Collected data entries:

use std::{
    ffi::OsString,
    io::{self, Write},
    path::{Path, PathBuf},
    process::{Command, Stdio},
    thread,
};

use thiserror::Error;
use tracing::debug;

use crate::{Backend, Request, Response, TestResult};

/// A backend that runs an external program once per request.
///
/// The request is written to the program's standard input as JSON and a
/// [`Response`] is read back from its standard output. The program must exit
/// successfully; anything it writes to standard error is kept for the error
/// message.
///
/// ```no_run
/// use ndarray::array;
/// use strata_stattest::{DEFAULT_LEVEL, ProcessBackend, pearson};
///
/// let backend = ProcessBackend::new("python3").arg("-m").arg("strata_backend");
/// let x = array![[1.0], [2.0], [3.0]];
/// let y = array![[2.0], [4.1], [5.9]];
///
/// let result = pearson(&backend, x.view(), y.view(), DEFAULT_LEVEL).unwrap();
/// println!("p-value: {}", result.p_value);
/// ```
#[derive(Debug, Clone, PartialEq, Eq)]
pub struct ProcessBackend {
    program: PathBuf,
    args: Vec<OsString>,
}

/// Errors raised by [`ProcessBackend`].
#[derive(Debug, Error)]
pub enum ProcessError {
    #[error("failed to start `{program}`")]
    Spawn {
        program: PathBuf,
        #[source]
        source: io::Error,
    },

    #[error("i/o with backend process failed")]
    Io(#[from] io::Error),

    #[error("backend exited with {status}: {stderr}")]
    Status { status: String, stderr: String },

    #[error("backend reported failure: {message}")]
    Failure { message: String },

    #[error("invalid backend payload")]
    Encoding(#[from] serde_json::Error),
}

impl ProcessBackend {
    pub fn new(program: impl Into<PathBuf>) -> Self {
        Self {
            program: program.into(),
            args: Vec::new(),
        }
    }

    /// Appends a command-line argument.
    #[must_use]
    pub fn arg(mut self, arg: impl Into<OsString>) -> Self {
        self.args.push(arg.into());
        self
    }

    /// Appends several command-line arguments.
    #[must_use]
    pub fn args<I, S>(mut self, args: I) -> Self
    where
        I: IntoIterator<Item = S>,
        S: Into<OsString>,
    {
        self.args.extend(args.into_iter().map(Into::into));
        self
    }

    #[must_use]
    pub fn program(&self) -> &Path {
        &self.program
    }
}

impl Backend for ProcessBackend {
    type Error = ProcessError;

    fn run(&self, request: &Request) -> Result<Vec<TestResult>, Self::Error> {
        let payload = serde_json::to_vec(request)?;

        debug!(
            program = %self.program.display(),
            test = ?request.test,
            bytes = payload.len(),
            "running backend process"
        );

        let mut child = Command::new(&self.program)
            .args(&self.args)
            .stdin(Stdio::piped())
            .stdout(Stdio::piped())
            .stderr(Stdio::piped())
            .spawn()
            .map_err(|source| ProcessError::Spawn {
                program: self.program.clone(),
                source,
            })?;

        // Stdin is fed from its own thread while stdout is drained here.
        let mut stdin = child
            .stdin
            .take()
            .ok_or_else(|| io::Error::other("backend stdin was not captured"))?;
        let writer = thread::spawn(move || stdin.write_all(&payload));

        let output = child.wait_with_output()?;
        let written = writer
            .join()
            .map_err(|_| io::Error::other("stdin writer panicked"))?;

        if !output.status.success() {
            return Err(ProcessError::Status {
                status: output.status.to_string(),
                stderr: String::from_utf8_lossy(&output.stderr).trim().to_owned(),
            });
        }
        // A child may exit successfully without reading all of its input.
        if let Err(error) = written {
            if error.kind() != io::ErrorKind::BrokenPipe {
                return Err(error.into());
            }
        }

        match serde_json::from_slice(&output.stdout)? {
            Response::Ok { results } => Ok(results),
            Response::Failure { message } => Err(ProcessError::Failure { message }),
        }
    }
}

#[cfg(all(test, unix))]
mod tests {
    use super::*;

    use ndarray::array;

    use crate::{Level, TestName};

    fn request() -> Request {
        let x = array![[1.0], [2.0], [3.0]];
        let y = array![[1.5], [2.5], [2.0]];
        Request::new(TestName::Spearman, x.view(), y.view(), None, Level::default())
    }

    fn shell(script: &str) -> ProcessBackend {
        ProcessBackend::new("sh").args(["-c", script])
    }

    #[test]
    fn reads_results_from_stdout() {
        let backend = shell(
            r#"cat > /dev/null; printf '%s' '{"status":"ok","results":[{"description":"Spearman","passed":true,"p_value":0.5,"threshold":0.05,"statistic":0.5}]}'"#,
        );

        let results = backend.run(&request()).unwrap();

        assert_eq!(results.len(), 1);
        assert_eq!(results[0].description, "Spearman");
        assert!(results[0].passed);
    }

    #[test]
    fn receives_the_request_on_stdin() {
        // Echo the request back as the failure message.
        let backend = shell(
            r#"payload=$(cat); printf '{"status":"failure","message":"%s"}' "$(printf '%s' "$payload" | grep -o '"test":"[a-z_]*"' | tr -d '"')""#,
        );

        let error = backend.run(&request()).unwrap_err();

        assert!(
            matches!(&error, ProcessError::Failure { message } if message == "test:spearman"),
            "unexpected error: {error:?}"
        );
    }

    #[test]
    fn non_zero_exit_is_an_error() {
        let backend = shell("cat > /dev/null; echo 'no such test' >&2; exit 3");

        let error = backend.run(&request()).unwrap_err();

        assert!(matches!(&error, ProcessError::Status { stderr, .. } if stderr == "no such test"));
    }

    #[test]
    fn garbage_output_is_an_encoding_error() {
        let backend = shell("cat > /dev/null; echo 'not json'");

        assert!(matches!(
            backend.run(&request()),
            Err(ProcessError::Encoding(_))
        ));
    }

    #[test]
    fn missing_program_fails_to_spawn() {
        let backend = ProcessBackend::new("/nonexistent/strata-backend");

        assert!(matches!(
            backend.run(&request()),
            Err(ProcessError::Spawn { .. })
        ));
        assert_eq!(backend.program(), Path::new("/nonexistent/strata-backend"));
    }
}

...

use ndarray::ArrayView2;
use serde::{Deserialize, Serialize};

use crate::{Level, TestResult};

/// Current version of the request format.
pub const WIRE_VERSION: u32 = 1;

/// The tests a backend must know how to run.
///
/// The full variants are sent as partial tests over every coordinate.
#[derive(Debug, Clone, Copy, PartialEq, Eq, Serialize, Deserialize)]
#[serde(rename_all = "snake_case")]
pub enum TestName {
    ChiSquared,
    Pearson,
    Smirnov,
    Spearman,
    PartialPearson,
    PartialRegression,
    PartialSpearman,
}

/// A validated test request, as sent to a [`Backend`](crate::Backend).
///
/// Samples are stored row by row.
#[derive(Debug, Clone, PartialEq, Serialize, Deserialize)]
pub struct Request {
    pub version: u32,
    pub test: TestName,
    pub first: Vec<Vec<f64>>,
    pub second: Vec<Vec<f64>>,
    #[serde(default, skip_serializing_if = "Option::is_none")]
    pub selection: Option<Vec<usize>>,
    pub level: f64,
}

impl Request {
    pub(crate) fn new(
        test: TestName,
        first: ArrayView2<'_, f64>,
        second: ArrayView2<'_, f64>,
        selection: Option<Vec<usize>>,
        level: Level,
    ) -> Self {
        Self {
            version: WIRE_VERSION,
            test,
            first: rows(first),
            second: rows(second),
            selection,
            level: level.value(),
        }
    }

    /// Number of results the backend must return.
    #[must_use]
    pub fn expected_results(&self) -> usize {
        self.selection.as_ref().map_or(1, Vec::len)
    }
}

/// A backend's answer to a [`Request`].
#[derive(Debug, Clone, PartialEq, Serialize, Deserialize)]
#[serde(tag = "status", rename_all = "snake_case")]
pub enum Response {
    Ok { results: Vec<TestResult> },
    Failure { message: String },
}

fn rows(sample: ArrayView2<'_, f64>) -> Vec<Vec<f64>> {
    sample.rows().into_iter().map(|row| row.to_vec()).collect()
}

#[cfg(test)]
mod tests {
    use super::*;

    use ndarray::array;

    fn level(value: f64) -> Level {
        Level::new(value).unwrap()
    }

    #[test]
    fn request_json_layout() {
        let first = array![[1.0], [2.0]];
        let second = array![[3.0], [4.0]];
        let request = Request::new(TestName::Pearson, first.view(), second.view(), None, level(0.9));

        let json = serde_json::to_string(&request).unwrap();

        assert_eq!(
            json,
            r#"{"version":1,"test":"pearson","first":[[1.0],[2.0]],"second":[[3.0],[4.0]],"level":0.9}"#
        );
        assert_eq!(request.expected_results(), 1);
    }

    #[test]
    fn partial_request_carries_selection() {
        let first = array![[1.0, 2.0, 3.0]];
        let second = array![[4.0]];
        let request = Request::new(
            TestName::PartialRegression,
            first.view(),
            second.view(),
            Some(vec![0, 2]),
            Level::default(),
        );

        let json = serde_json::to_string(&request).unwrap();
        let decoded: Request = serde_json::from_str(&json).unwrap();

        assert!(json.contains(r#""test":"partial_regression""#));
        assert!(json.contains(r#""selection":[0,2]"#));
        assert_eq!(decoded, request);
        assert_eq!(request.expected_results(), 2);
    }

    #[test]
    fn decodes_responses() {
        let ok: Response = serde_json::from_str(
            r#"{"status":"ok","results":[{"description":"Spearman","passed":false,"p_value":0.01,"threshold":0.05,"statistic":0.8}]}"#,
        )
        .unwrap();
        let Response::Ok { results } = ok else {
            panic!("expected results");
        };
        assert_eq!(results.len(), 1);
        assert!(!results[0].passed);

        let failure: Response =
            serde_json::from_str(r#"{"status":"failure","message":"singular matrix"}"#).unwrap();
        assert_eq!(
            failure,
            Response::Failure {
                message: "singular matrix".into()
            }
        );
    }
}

**Problem to work on**
In the records, which lines mention the word "TestResult"? Copy those lines.

**Output**
use crate::{Backend, Request, Response, TestResult};
    fn run(&self, request: &Request) -> Result<Vec<TestResult>, Self::Error> {
use crate::{Level, TestResult};
    Ok { results: Vec<TestResult> },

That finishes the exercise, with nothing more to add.